Matrix scatter plots, particularly those for a data set with a large number of variables are some times difficult to interpret. Two alternative plots are available: 1) a generalized depiction of the correlation matrix using the `corrplot()`

function, and 2) a plot of the correlations as a network of links (“edges”) between variables (“nodes”) provided by the `qgraph()`

function in the package of the same name.

The `corrplot()`

function displays the correlation matrix using a set of little ellipses that provide a generalized dipiction of the strength and sign of a correlation.

`library(corrplot)`

`## corrplot 0.84 loaded`

`corrplot(cor(cities[,2:12]), method="ellipse")`

An alternative is simply fill each cell with an appropriate color and shade.

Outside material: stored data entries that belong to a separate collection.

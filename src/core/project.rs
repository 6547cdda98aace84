//! Projects, their members and the budget row created alongside them.

use crate::{
    core::{
        audit::entity_types,
        budget,
        context::{Actor, LedgerContext},
        effects,
    },
    entities::{
        AuditAction, Project, ProjectMember, ProjectStatus, User, UserRole, project,
        project_budget, project_member, user,
    },
    errors::{Error, Result},
};
use chrono::Utc;
use sea_orm::{
    DatabaseTransaction, PaginatorTrait, QueryOrder, Set, TransactionTrait, prelude::*,
};
use std::collections::HashMap;
use tracing::{debug, info, instrument};

/// Partial update for [`update_project`]; `None` leaves a field unchanged.
#[derive(Debug, Clone, Default, PartialEq, Eq)]
pub struct ProjectChanges {
    /// New name, must not be blank
    pub name: Option<String>,
    /// New description
    pub description: Option<String>,
    /// New lifecycle status
    pub status: Option<ProjectStatus>,
}

/// Creates a project together with its budget row.
///
/// Both rows are written in one transaction so a project never exists without
/// a budget.
#[instrument(skip(ctx))]
pub async fn create_project(
    ctx: &LedgerContext,
    created_by: i64,
    name: &str,
    description: &str,
    total_budget: f64,
) -> Result<(project::Model, project_budget::Model)> {
    let name = name.trim();
    if name.is_empty() {
        return Err(Error::validation("Project name cannot be empty"));
    }
    if !total_budget.is_finite() || total_budget < 0.0 {
        return Err(Error::InvalidAmount {
            amount: total_budget,
        });
    }

    let txn = ctx.db.begin().await?;
    let (project, budget) =
        insert_project_with_budget(&txn, created_by, name, description, total_budget).await?;
    txn.commit().await?;
    info!(project_id = project.id, total_budget, "Created project");

    effects::record_audit(
        ctx,
        created_by,
        AuditAction::Create,
        entity_types::PROJECT,
        project.id,
        format!("Created project '{}' with budget {total_budget:.2}", project.name),
    )
    .await;

    Ok((project, budget))
}

/// Inserts a project row and its budget row on `txn`.
pub(crate) async fn insert_project_with_budget(
    txn: &DatabaseTransaction,
    created_by: i64,
    name: &str,
    description: &str,
    total_budget: f64,
) -> Result<(project::Model, project_budget::Model)> {
    let now = Utc::now();
    let project = project::ActiveModel {
        name: Set(name.to_string()),
        description: Set(description.to_string()),
        status: Set(ProjectStatus::Active),
        created_by: Set(created_by),
        created_at: Set(now),
        updated_at: Set(now),
        ..Default::default()
    }
    .insert(txn)
    .await?;

    let budget = budget::create_budget(txn, project.id, total_budget).await?;
    Ok((project, budget))
}

/// Fetches a project by id.
pub async fn get_project<C>(db: &C, project_id: i64) -> Result<project::Model>
where
    C: ConnectionTrait,
{
    Project::find_by_id(project_id)
        .one(db)
        .await?
        .ok_or(Error::NotFound {
            entity: entity_types::PROJECT,
            id: project_id,
        })
}

/// Lists the projects visible to `actor`.
///
/// Supervisors see the projects they belong to, reviewers see every project.
pub async fn list_projects(db: &DatabaseConnection, actor: &Actor) -> Result<Vec<project::Model>> {
    let mut query = Project::find().order_by_asc(project::Column::Id);
    if actor.role == UserRole::Spv {
        let project_ids: Vec<i64> = ProjectMember::find()
            .filter(project_member::Column::UserId.eq(actor.user_id))
            .all(db)
            .await?
            .into_iter()
            .map(|m| m.project_id)
            .collect();
        query = query.filter(project::Column::Id.is_in(project_ids));
    }
    query.all(db).await.map_err(Into::into)
}

/// Renames a project, edits its description or moves it to another status.
///
/// Only reviewers may change a project. The budget is never touched here.
#[instrument(skip(ctx, changes))]
pub async fn update_project(
    ctx: &LedgerContext,
    actor: &Actor,
    project_id: i64,
    changes: ProjectChanges,
) -> Result<project::Model> {
    if !actor.is_reviewer() {
        return Err(Error::Forbidden {
            user_id: actor.user_id,
            action: format!("update project {project_id}"),
        });
    }

    let name = match changes.name {
        Some(name) if name.trim().is_empty() => {
            return Err(Error::validation("Project name cannot be empty"));
        }
        Some(name) => Some(name.trim().to_string()),
        None => None,
    };

    let existing = get_project(&ctx.db, project_id).await?;
    let mut active: project::ActiveModel = existing.into();
    if let Some(name) = name {
        active.name = Set(name);
    }
    if let Some(description) = changes.description {
        active.description = Set(description);
    }
    if let Some(status) = changes.status {
        active.status = Set(status);
    }
    active.updated_at = Set(Utc::now());
    let updated = active.update(&ctx.db).await?;
    info!(project_id, status = ?updated.status, "Updated project");

    effects::record_audit(
        ctx,
        actor.user_id,
        AuditAction::Update,
        entity_types::PROJECT,
        project_id,
        format!("Updated project '{}' ({:?})", updated.name, updated.status),
    )
    .await;

    Ok(updated)
}

/// Adds `user_id` to the project. Adding an existing member is a no-op.
pub async fn add_member(
    db: &DatabaseConnection,
    project_id: i64,
    user_id: i64,
) -> Result<project_member::Model> {
    get_project(db, project_id).await?;

    if let Some(existing) = ProjectMember::find()
        .filter(project_member::Column::ProjectId.eq(project_id))
        .filter(project_member::Column::UserId.eq(user_id))
        .one(db)
        .await?
    {
        debug!(project_id, user_id, "Already a project member");
        return Ok(existing);
    }

    let member = project_member::ActiveModel {
        project_id: Set(project_id),
        user_id: Set(user_id),
        created_at: Set(Utc::now()),
        ..Default::default()
    }
    .insert(db)
    .await?;
    info!(project_id, user_id, "Added project member");
    Ok(member)
}

/// Removes `user_id` from the project.
pub async fn remove_member(db: &DatabaseConnection, project_id: i64, user_id: i64) -> Result<()> {
    let result = ProjectMember::delete_many()
        .filter(project_member::Column::ProjectId.eq(project_id))
        .filter(project_member::Column::UserId.eq(user_id))
        .exec(db)
        .await?;
    if result.rows_affected == 0 {
        return Err(Error::NotFound {
            entity: "project_member",
            id: user_id,
        });
    }
    info!(project_id, user_id, "Removed project member");
    Ok(())
}

/// Users belonging to the project, in the order they were added.
pub async fn list_members(db: &DatabaseConnection, project_id: i64) -> Result<Vec<user::Model>> {
    get_project(db, project_id).await?;

    let user_ids: Vec<i64> = ProjectMember::find()
        .filter(project_member::Column::ProjectId.eq(project_id))
        .order_by_asc(project_member::Column::Id)
        .all(db)
        .await?
        .into_iter()
        .map(|m| m.user_id)
        .collect();

    let mut users: HashMap<i64, user::Model> = User::find()
        .filter(user::Column::Id.is_in(user_ids.clone()))
        .all(db)
        .await?
        .into_iter()
        .map(|u| (u.id, u))
        .collect();

    Ok(user_ids.iter().filter_map(|id| users.remove(id)).collect())
}

/// Whether `user_id` is a member of the project.
pub async fn is_member<C>(db: &C, project_id: i64, user_id: i64) -> Result<bool>
where
    C: ConnectionTrait,
{
    let count = ProjectMember::find()
        .filter(project_member::Column::ProjectId.eq(project_id))
        .filter(project_member::Column::UserId.eq(user_id))
        .count(db)
        .await?;
    Ok(count > 0)
}

/// Checks that the project exists and that `actor` may submit items to it.
///
/// Reviewers may act on every project; supervisors only on projects they
/// belong to.
pub async fn ensure_project_access<C>(
    db: &C,
    actor: &Actor,
    project_id: i64,
    action: &str,
) -> Result<project::Model>
where
    C: ConnectionTrait,
{
    let project = get_project(db, project_id).await?;
    if actor.role == UserRole::Spv && !is_member(db, project_id, actor.user_id).await? {
        return Err(Error::Forbidden {
            user_id: actor.user_id,
            action: format!("{action} in project {project_id}"),
        });
    }
    Ok(project)
}
//! Invoice item entity - one row of an invoice's two-level item tree.
//!
//! A row is either a label (`is_label = true`, no monetary value) or a line item.
//! Line items directly under the invoice have no parent; line items grouped
//! under a label point at it through `parent_id`.

use sea_orm::entity::prelude::*;
use serde::{Deserialize, Serialize};

/// Invoice item database model
#[derive(Clone, Debug, PartialEq, DeriveEntityModel, Serialize, Deserialize)]
#[sea_orm(table_name = "invoice_items")]
pub struct Model {
    /// Unique identifier
    #[sea_orm(primary_key)]
    pub id: i64,
    /// Owning invoice
    pub invoice_id: i64,
    /// Label this item is grouped under
    pub parent_id: Option<i64>,
    /// Grouping node without monetary value
    pub is_label: bool,
    /// Text printed on the invoice
    pub description: String,
    /// Units billed
    pub quantity: f64,
    /// Unit of measure (e.g. "m2", "pcs")
    pub unit: String,
    /// Price per unit
    pub unit_price: f64,
    /// `quantity * unit_price`, zero for labels
    pub subtotal: f64,
    /// Position among its siblings
    pub sort_order: i32,
}

/// Defines relationships between InvoiceItem and other entities
#[derive(Copy, Clone, Debug, EnumIter, DeriveRelation)]
pub enum Relation {
    /// Each item belongs to one invoice
    #[sea_orm(
        belongs_to = "super::invoice::Entity",
        from = "Column::InvoiceId",
        to = "super::invoice::Column::Id",
        on_delete = "Cascade"
    )]
    Invoice,
    /// Label a child item is grouped under
    #[sea_orm(
        belongs_to = "Entity",
        from = "Column::ParentId",
        to = "Column::Id",
        on_delete = "Cascade"
    )]
    Parent,
}

impl Related<super::invoice::Entity> for Entity {
    fn to() -> RelationDef {
        Relation::Invoice.def()
    }
}

impl ActiveModelBehavior for ActiveModel {}
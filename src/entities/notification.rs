//! Notification entity - durable copy of every message pushed to a user.

use super::enums::NotificationType;
use sea_orm::entity::prelude::*;
use serde::{Deserialize, Serialize};

/// Notification database model
#[derive(Clone, Debug, PartialEq, Eq, DeriveEntityModel, Serialize, Deserialize)]
#[sea_orm(table_name = "notifications")]
pub struct Model {
    /// Unique identifier
    #[sea_orm(primary_key)]
    pub id: i64,
    /// Recipient
    pub user_id: i64,
    /// Short title
    pub title: String,
    /// Message body
    #[sea_orm(column_type = "Text")]
    pub message: String,
    /// Category, mirrored as the live event type
    pub notification_type: NotificationType,
    /// Id of the entity the notification is about
    pub reference_id: Option<i64>,
    /// Whether the recipient has read it
    pub is_read: bool,
    /// When it was created
    pub created_at: DateTimeUtc,
}

/// Notifications are standalone.
#[derive(Copy, Clone, Debug, EnumIter, DeriveRelation)]
pub enum Relation {}

impl ActiveModelBehavior for ActiveModel {}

`corrplot(cor(cities[,2:12]), method="color")`

Rectangular areas of similar sign and magnitude of the correlation identify groups of variables that tend to covary together across the observations. For example, the three population variables are postively correlated with one another, and are inversely correlated with `Growth`

, `Food`

and `PersRoom`

.

Another way of depicting the correlations is as a network of line segments, which are drawn to illustrate the strength and sign of the correlations between each pair of variables. This plotting procedure uses the `qgraph`

package for plotting networks, defined here by the correlations among variables (and later, among variables and components).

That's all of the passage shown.